§ **Instructions for the task**
Search the entries for lines that contain the word "window", and report each one found.

Dataset entries:
=====

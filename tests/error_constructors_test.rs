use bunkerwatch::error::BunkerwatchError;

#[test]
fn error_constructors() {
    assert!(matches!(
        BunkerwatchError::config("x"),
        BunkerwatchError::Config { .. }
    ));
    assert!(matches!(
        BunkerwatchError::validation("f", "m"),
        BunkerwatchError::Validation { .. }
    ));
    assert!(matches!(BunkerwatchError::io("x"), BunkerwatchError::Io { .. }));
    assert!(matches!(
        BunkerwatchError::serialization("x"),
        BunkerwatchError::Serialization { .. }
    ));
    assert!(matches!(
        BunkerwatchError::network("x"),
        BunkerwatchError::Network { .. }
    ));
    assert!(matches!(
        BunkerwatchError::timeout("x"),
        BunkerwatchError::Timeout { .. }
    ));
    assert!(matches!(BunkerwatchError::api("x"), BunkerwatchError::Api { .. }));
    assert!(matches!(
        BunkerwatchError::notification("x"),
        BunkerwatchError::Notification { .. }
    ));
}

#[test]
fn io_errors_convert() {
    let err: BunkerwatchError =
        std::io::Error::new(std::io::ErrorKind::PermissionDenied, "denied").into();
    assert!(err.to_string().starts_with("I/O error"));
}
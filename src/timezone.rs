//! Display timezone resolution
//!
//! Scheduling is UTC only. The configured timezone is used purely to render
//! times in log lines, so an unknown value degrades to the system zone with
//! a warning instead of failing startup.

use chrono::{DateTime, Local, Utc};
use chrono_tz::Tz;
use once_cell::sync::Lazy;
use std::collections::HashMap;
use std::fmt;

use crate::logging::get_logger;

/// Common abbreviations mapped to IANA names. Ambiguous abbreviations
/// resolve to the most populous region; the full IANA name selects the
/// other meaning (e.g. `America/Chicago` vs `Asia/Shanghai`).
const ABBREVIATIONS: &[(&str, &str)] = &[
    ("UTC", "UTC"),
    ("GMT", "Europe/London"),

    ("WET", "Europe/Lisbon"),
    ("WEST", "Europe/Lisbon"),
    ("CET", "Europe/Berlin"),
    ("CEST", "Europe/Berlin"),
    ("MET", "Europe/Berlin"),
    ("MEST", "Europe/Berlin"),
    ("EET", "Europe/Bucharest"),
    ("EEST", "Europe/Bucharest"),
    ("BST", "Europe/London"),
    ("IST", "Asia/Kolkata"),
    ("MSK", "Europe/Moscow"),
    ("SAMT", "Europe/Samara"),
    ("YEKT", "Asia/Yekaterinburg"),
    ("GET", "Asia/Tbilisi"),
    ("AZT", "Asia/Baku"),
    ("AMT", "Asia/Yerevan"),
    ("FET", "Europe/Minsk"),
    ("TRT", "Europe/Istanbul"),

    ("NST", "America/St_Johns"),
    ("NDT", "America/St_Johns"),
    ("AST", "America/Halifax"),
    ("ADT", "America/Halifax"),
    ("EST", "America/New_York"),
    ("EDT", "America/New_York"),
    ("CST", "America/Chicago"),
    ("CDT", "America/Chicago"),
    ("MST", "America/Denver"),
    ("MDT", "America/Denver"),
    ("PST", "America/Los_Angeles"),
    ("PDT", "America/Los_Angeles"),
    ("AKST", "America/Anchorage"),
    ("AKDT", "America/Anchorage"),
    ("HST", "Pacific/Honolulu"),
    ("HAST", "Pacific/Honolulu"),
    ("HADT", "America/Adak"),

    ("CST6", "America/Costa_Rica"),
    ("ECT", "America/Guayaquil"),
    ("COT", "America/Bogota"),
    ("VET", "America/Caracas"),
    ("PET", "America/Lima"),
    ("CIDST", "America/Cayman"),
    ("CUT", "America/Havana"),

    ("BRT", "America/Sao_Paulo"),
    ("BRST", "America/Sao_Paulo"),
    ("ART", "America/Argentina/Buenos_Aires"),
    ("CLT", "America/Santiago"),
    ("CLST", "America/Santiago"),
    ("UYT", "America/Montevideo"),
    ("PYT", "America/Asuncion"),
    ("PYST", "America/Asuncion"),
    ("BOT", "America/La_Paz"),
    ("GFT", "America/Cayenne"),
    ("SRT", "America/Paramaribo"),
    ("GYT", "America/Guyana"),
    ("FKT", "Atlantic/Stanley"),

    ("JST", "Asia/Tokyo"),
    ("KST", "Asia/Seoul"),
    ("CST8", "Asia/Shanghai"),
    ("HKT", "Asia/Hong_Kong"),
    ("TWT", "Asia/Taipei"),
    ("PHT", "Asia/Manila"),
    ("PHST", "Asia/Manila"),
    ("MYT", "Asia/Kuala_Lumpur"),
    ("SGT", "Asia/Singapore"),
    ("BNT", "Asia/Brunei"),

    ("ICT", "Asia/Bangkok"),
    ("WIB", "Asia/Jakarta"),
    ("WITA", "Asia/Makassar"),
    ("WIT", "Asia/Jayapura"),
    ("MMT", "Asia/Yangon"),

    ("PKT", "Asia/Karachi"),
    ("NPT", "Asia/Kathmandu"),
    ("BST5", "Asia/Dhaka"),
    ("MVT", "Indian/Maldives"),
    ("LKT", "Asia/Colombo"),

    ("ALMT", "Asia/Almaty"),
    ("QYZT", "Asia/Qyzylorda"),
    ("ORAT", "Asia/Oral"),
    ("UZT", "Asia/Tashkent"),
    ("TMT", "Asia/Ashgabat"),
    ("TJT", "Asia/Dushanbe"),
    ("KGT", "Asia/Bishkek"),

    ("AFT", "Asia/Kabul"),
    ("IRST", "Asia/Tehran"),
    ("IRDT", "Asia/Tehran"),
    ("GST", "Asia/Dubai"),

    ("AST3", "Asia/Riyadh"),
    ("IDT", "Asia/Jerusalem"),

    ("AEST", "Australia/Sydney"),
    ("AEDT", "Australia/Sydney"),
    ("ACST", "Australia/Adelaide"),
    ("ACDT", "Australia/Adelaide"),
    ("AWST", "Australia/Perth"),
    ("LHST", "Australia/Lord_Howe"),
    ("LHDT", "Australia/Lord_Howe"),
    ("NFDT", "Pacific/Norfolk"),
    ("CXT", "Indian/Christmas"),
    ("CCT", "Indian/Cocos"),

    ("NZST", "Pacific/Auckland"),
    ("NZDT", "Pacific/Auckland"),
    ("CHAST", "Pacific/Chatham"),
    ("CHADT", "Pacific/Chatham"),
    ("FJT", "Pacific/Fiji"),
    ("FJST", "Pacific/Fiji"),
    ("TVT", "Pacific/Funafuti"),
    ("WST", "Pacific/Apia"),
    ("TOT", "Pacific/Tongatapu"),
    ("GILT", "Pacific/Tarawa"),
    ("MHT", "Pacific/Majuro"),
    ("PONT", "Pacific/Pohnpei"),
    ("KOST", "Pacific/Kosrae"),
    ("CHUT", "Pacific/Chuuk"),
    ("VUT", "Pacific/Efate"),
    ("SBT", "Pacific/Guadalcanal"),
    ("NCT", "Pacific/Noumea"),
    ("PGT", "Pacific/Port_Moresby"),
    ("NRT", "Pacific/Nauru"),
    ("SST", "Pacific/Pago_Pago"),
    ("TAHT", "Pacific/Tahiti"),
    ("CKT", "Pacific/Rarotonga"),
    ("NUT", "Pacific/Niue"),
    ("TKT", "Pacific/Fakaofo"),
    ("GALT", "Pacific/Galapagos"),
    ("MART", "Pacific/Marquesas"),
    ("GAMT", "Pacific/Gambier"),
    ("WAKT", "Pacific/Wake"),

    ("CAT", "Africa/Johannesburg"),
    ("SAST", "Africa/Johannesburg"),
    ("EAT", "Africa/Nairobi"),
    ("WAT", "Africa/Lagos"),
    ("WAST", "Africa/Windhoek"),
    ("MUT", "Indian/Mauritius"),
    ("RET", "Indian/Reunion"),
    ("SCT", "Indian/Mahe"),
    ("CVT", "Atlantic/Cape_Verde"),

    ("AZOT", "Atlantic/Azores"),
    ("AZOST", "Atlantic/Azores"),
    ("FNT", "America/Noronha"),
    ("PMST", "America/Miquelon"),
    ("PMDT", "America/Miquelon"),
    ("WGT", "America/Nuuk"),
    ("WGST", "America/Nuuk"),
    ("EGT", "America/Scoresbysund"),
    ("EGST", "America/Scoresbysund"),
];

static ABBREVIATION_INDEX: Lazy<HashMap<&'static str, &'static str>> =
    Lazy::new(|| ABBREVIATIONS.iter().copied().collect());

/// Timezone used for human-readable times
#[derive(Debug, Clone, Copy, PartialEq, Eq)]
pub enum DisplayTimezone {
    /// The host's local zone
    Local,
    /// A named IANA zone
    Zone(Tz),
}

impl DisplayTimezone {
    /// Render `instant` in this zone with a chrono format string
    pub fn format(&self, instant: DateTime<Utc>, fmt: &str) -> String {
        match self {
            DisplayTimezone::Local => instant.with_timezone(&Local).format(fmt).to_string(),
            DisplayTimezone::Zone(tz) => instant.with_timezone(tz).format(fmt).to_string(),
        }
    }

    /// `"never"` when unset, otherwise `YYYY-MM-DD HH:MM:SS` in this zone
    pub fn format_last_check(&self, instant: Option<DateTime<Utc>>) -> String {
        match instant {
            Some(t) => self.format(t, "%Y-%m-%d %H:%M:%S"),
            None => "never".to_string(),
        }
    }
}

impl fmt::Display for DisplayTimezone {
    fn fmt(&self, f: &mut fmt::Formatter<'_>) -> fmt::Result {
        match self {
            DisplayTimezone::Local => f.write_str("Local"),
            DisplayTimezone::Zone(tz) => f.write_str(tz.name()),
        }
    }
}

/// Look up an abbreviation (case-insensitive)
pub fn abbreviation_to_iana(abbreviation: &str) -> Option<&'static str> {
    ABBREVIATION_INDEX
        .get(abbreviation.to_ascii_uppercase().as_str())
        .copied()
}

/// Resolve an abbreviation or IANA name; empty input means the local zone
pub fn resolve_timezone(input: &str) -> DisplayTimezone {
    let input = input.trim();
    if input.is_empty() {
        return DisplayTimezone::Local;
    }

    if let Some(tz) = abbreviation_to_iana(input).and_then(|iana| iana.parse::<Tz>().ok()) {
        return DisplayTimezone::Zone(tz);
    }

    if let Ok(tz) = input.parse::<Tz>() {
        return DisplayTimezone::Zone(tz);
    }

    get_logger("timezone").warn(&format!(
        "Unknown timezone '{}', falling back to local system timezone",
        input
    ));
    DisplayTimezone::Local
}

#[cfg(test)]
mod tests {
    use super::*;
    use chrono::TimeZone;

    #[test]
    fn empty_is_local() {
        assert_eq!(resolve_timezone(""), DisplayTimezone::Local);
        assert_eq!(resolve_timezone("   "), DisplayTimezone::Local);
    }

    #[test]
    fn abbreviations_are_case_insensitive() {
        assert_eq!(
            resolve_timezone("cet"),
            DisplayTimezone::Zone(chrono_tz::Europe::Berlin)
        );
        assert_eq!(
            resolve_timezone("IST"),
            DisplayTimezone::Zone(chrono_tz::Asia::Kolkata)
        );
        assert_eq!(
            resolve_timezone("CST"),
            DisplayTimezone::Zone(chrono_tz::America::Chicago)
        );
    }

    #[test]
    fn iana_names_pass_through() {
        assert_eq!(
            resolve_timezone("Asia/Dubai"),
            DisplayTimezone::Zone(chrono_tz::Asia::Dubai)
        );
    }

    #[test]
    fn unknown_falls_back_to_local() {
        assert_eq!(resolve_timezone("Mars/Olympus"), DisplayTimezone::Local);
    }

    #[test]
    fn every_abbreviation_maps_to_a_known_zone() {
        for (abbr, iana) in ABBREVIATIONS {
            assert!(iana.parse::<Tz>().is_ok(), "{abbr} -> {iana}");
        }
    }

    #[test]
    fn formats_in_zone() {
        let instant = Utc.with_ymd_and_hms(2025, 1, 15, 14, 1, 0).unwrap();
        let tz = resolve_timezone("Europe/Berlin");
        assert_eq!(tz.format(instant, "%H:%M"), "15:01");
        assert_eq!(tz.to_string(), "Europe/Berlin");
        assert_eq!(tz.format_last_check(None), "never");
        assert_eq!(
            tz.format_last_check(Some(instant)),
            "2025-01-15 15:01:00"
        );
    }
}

=====

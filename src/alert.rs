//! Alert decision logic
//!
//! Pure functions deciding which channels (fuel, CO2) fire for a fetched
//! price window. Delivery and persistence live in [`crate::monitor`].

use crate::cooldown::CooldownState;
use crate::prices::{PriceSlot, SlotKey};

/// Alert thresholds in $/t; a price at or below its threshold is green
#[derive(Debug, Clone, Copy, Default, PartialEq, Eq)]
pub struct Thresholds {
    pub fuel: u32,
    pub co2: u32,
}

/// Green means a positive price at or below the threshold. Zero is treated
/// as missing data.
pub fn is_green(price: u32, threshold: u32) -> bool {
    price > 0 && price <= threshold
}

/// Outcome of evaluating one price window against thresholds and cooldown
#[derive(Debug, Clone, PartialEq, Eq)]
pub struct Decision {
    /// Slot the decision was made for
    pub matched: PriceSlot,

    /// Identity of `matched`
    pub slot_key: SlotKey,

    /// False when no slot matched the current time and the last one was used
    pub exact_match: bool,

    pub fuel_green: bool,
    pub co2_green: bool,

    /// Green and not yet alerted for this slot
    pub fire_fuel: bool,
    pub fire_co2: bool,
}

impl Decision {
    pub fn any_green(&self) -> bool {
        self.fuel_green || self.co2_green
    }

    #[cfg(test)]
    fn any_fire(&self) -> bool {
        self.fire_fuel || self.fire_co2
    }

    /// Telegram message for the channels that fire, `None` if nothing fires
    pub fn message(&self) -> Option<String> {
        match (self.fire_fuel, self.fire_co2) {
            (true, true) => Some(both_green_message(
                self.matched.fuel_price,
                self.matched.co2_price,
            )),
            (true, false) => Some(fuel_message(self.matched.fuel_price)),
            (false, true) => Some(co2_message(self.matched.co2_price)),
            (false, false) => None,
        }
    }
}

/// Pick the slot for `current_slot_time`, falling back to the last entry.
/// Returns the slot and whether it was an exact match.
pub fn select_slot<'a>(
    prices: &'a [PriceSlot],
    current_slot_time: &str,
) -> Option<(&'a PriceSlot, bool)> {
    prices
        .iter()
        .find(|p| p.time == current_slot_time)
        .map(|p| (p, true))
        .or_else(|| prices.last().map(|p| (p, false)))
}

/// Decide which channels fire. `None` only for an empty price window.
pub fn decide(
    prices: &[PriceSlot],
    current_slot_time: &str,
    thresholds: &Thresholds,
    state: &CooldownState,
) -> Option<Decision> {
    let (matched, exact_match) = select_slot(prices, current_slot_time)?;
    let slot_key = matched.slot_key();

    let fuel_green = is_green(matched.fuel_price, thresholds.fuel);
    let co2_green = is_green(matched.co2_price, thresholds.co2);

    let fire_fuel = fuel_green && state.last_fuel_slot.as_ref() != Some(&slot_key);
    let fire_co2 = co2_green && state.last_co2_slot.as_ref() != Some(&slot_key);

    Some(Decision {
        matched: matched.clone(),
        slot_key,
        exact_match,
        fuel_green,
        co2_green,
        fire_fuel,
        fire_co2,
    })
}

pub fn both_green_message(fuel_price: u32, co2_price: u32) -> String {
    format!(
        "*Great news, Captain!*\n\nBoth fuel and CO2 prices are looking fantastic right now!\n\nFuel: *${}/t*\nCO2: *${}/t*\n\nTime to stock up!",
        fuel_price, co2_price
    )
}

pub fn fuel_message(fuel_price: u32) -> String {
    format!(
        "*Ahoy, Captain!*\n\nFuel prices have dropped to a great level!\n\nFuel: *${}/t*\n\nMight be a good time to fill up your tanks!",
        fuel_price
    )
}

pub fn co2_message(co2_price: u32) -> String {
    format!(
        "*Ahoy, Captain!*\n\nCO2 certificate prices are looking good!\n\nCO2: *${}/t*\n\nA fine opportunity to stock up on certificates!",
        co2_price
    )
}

=====

§ **Output for this task**
//! price window. Delivery and persistence live in [`crate::monitor`].
/// Outcome of evaluating one price window against thresholds and cooldown
/// Decide which channels fire. `None` only for an empty price window.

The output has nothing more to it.